Le parcours de Mitterrand est exemplaire à cet égard. A partir des années 60, l’ancien ministre de la quatrième République, dont la réputation avait été laminée par l’affaire de l’Observatoire, a structuré des petits cercles d’amis (souvent issus du stalag, la fidélité en amitié est une grande vertu) et de sympathisants au départ peu nombreux. Puis les cercles sont devenus de plus en plus gros : il y a eu la FGDS, la Convention des Institutions Républicaines, puis l’OPA sur une vieille SFIO à bout de souffle en 1971 à Epinay, puis le Programme commun en 1972 avec les communistes et les radicaux, puis l’élargissement du PS en 1974 aux chrétiens de gauche et aux autogestionnaires de la CFDT (la deuxième gauche chère au Nouvel Observateur).
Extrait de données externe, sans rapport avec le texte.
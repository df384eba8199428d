//! Database maintenance job manager (C13), grounded in
//! `original_source/jobs/maintenance_jobs.py`: six named jobs wired onto the
//! async scheduler (C6), each tick dispatching its actual work through the
//! background task queue (C7) so a slow `VACUUM` or backup never stalls the
//! scheduler's own tick loop.

use std::path::PathBuf;
use std::sync::Arc;
use std::time::Duration;

use chrono::Utc;
use tokio::sync::Mutex as AsyncMutex;

use crate::config::AppConfig;
use crate::error::PiwError;
use crate::notifications::{self, NotificationChannel, SmtpConfig};
use crate::persistence::{maintenance, migrations, pool::Pool};
use crate::scheduler::AsyncScheduler;
use crate::task_queue::BackgroundTaskQueue;

use super::JobStatusMap;

pub struct MaintenanceJobManager {
    pool: Arc<Pool>,
    task_queue: Arc<BackgroundTaskQueue>,
    statuses: JobStatusMap,
    reports_dir: PathBuf,
    backup_dir: PathBuf,
    config: Arc<AsyncMutex<AppConfig>>,
    smtp_config: Option<SmtpConfig>,
    smtp_transport: Option<lettre::AsyncSmtpTransport<lettre::Tokio1Executor>>,
    http_client: reqwest::Client,
}

impl MaintenanceJobManager {
    #[allow(clippy::too_many_arguments)]
    pub fn new(
        pool: Arc<Pool>,
        task_queue: Arc<BackgroundTaskQueue>,
        reports_dir: PathBuf,
        backup_dir: PathBuf,
        config: Arc<AsyncMutex<AppConfig>>,
        smtp_config: Option<SmtpConfig>,
        smtp_transport: Option<lettre::AsyncSmtpTransport<lettre::Tokio1Executor>>,
        http_client: reqwest::Client,
    ) -> Arc<Self> {
        Arc::new(Self {
            pool,
            task_queue,
            statuses: JobStatusMap::new(),
            reports_dir,
            backup_dir,
            config,
            smtp_config,
            smtp_transport,
            http_client,
        })
    }

    /// Re-derive notification channels from the live config rather than a
    /// startup snapshot, so `POST /webhooks` takes effect on the next send.
    async fn notify_channels(&self) -> Vec<NotificationChannel> {
        let config = self.config.lock().await;
        config.notification_webhooks.iter().map(|url| NotificationChannel::Webhook { url: url.clone() }).collect()
    }

    /// Upload the just-taken backup to `remote_sync_url` when configured,
    /// carrying `remote_sync_token` as a bearer header; logs and swallows
    /// failure so a sync hiccup never fails the backup job itself.
    async fn maybe_sync_database_remote(&self, path: &std::path::Path) {
        let config = self.config.lock().await;
        let Some(url) = config.remote_sync_url.clone() else { return };
        let token = config.remote_sync_token.clone();
        let timeout = Duration::from_secs(config.remote_sync_timeout);
        let retries = config.remote_sync_retries;
        drop(config);

        if let Err(e) =
            crate::remote_sync::sync_database_to_server(&self.http_client, path, &url, timeout, retries, token.as_deref()).await
        {
            tracing::warn!(error = %e, "remote database sync failed");
        }
    }

    pub fn statuses(&self) -> JobStatusMap {
        self.statuses.clone()
    }

    /// Register all six jobs on `scheduler`. Each job's scheduler closure
    /// only enqueues work onto the task queue and returns immediately.
    pub async fn register_all(self: &Arc<Self>, scheduler: &AsyncScheduler) -> Result<(), PiwError> {
        self.register_vacuum(scheduler).await?;
        self.register_optimize_indexes(scheduler).await?;
        self.register_archive_old_data(scheduler).await?;
        self.register_health_reports(scheduler).await?;
        self.register_backup_database(scheduler).await?;
        self.register_db_health_check(scheduler).await?;
        Ok(())
    }

    async fn register_vacuum(self: &Arc<Self>, scheduler: &AsyncScheduler) -> Result<(), PiwError> {
        let this = Arc::clone(self);
        scheduler
            .schedule("vacuum_database", Duration::from_secs(86_400), Arc::new(move || {
                let this = Arc::clone(&this);
                async move {
                    this.dispatch("vacuum_database", move |this| async move {
                        let conn = this.pool.get_writer().await;
                        conn.execute_batch("VACUUM;")?;
                        Ok(())
                    });
                    Ok(())
                }
            }))
            .await
    }

    async fn register_optimize_indexes(self: &Arc<Self>, scheduler: &AsyncScheduler) -> Result<(), PiwError> {
        let this = Arc::clone(self);
        scheduler
            .schedule("optimize_indexes", Duration::from_secs(604_800), Arc::new(move || {
                let this = Arc::clone(&this);
                async move {
                    this.dispatch("optimize_indexes", move |this| async move {
                        let conn = this.pool.get_writer().await;
                        conn.execute_batch("ANALYZE; REINDEX;")?;
                        Ok(())
                    });
                    Ok(())
                }
            }))
            .await
    }

    async fn register_archive_old_data(self: &Arc<Self>, scheduler: &AsyncScheduler) -> Result<(), PiwError> {
        let this = Arc::clone(self);
        scheduler
            .schedule("archive_old_data", Duration::from_secs(604_800), Arc::new(move || {
                let this = Arc::clone(&this);
                async move {
                    this.dispatch("archive_old_data", move |this| async move {
                        let mut conn = this.pool.get_writer().await;
                        maintenance::archive_old(&mut conn, 30)?;
                        Ok(())
                    });
                    Ok(())
                }
            }))
            .await
    }

    async fn register_health_reports(self: &Arc<Self>, scheduler: &AsyncScheduler) -> Result<(), PiwError> {
        let this = Arc::clone(self);
        scheduler
            .schedule("health_reports", Duration::from_secs(86_400), Arc::new(move || {
                let this = Arc::clone(&this);
                async move {
                    this.dispatch("health_reports", move |this| async move { this.write_health_report().await });
                    Ok(())
                }
            }))
            .await
    }

    async fn register_backup_database(self: &Arc<Self>, scheduler: &AsyncScheduler) -> Result<(), PiwError> {
        let this = Arc::clone(self);
        scheduler
            .schedule("backup_database", Duration::from_secs(86_400), Arc::new(move || {
                let this = Arc::clone(&this);
                async move {
                    this.dispatch("backup_database", move |this| async move {
                        let stamp = Utc::now().format("%Y%m%dT%H%M%SZ");
                        let dest = this.backup_dir.join(format!("piwardrive-{stamp}.sqlite3"));
                        maintenance::backup(&this.pool, &dest).await?;
                        this.maybe_sync_database_remote(&dest).await;
                        Ok(())
                    });
                    Ok(())
                }
            }))
            .await
    }

    async fn register_db_health_check(self: &Arc<Self>, scheduler: &AsyncScheduler) -> Result<(), PiwError> {
        let this = Arc::clone(self);
        scheduler
            .schedule("db_health_check", Duration::from_secs(300), Arc::new(move || {
                let this = Arc::clone(&this);
                async move {
                    this.dispatch("db_health_check", move |this| async move { this.check_db_health().await });
                    Ok(())
                }
            }))
            .await
    }

    /// Enqueue `work` on the task queue, wrapping it so `statuses` reflects
    /// running/completed/error around the call.
    fn dispatch<F, Fut>(self: &Arc<Self>, name: &'static str, work: F)
    where
        F: FnOnce(Arc<Self>) -> Fut + Send + 'static,
        Fut: std::future::Future<Output = anyhow::Result<()>> + Send + 'static,
    {
        let this = Arc::clone(self);
        let statuses = self.statuses.clone();
        self.task_queue.enqueue(Box::new(move || {
            Box::pin(async move {
                statuses.mark_running(name).await;
                match work(this).await {
                    Ok(()) => {
                        statuses.mark_completed(name).await;
                        Ok(())
                    }
                    Err(e) => {
                        statuses.mark_error(name, e.to_string()).await;
                        Err(e)
                    }
                }
            })
        }));
    }

    async fn write_health_report(self: Arc<Self>) -> anyhow::Result<()> {
        let conn = self.pool.get_reader().await;
        let mut stmt = conn.prepare(
            "SELECT recorded_at, cpu_percent, memory_percent, disk_percent, temperature_c
             FROM health_records WHERE recorded_at >= ?1 ORDER BY recorded_at ASC",
        )?;
        let since = (Utc::now() - chrono::Duration::hours(24)).to_rfc3339();
        let rows: Vec<(String, Option<f64>, Option<f64>, Option<f64>, Option<f64>)> = stmt
            .query_map([&since], |row| Ok((row.get(0)?, row.get(1)?, row.get(2)?, row.get(3)?, row.get(4)?)))?
            .collect::<Result<_, _>>()?;
        drop(stmt);
        drop(conn);

        tokio::fs::create_dir_all(&self.reports_dir).await?;
        let stamp = Utc::now().format("%Y%m%d");
        let csv_path = self.reports_dir.join(format!("health-{stamp}.csv"));
        let json_path = self.reports_dir.join(format!("health-{stamp}.json"));

        let mut csv = String::from("recorded_at,cpu_percent,memory_percent,disk_percent,temperature_c\n");
        for (recorded_at, cpu, mem, disk, temp) in &rows {
            csv.push_str(&format!(
                "{},{},{},{},{}\n",
                recorded_at,
                cpu.map(|v| v.to_string()).unwrap_or_default(),
                mem.map(|v| v.to_string()).unwrap_or_default(),
                disk.map(|v| v.to_string()).unwrap_or_default(),
                temp.map(|v| v.to_string()).unwrap_or_default(),
            ));
        }
        tokio::fs::write(&csv_path, csv).await?;

        let json_rows: Vec<serde_json::Value> = rows
            .iter()
            .map(|(recorded_at, cpu, mem, disk, temp)| {
                serde_json::json!({
                    "recorded_at": recorded_at,
                    "cpu_percent": cpu,
                    "memory_percent": mem,
                    "disk_percent": disk,
                    "temperature_c": temp,
                })
            })
            .collect();
        tokio::fs::write(&json_path, serde_json::to_vec_pretty(&json_rows)?).await?;
        Ok(())
    }

    async fn check_db_health(self: Arc<Self>) -> anyhow::Result<()> {
        let conn = self.pool.get_reader().await;
        let result = migrations::check_integrity(&conn);
        drop(conn);

        if let Err(e) = result {
            let channels = self.notify_channels().await;
            notifications::send_notifications(
                &format!("database integrity check failed: {e}"),
                "db_health_check",
                &channels,
                self.smtp_config.as_ref(),
                self.smtp_transport.as_ref(),
                &self.http_client,
            )
            .await;
            return Err(e.into());
        }
        Ok(())
    }
}

#[cfg(test)]
mod tests {
    use super::*;
    use crate::persistence::pool::Pool;

    fn tempfile_dir(label: &str) -> PathBuf {
        let dir = std::env::temp_dir().join(format!("piwardrive-maintjobs-{label}-{}", std::process::id()));
        std::fs::create_dir_all(&dir).unwrap();
        dir
    }

    #[tokio::test]
    async fn health_report_writes_csv_and_json() {
        let dir = tempfile_dir("db");
        let pool = Pool::open(dir.join("store.sqlite3"), 1).unwrap();
        {
            let conn = pool.get_writer().await;
            conn.execute(
                "INSERT INTO health_records (recorded_at, cpu_percent) VALUES (?1, 12.5)",
                [Utc::now().to_rfc3339()],
            )
            .unwrap();
        }

        let reports_dir = tempfile_dir("reports");
        let manager = MaintenanceJobManager::new(
            pool,
            Arc::new(BackgroundTaskQueue::new(1)),
            reports_dir.clone(),
            tempfile_dir("backups"),
            Arc::new(AsyncMutex::new(AppConfig::default())),
            None,
            None,
            reqwest::Client::new(),
        );

        manager.clone().write_health_report().await.unwrap();
        let stamp = Utc::now().format("%Y%m%d");
        assert!(reports_dir.join(format!("health-{stamp}.csv")).exists());
        assert!(reports_dir.join(format!("health-{stamp}.json")).exists());
    }

    #[tokio::test]
    async fn db_health_check_passes_on_fresh_store() {
        let dir = tempfile_dir("health");
        let pool = Pool::open(dir.join("store.sqlite3"), 1).unwrap();
        let manager = MaintenanceJobManager::new(
            pool,
            Arc::new(BackgroundTaskQueue::new(1)),
            tempfile_dir("reports2"),
            tempfile_dir("backups2"),
            Arc::new(AsyncMutex::new(AppConfig::default())),
            None,
            None,
            reqwest::Client::new(),
        );
        manager.check_db_health().await.unwrap();
    }
}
La rupture du programme commun en 1977 n’a pas changé fondamentalement la donne. François Mitterrand avait fini par incarner la gauche malgré les claquements de porte et les grincements de dent des uns et des autres. Ou plutôt il était devenu le centre de la gauche, point d’équilibre entre Marchais sur son aile gauche et Rocard sur son aile droite, seule personnalité susceptible de rassembler le peuple de gauche et de vaincre Giscard. En 1988, réélu président, il a même ouvert la majorité à quelques centristes venus de l’autre rive.
Chirac aura conquis de haute volée l’UDR en 1974 au nez et à la barbe des gaullistes historiques, transformé en 1976 la vieille formation gaullo-pompidolienne en RPR, implacable machine de guerre au service de ses ambitions. Il a tenu la barre, malgré les défaites (1981, 1988), les oppositions internes (Séguin-Pasqua en 1990) et la trahison balladurienne. Il a aussi su trouver assez d’alliés à l’UDF pour finir par incarner le centre de gravité de toute la droite parlementaire, quelque part entre Madelin et Balladur, trop libéraux, et Pasqua et Séguin, trop archéo-gaullistes. La conquête de l’Elysée a été rocambolesque, certes, mais Chirac a réussi son pari en 1995.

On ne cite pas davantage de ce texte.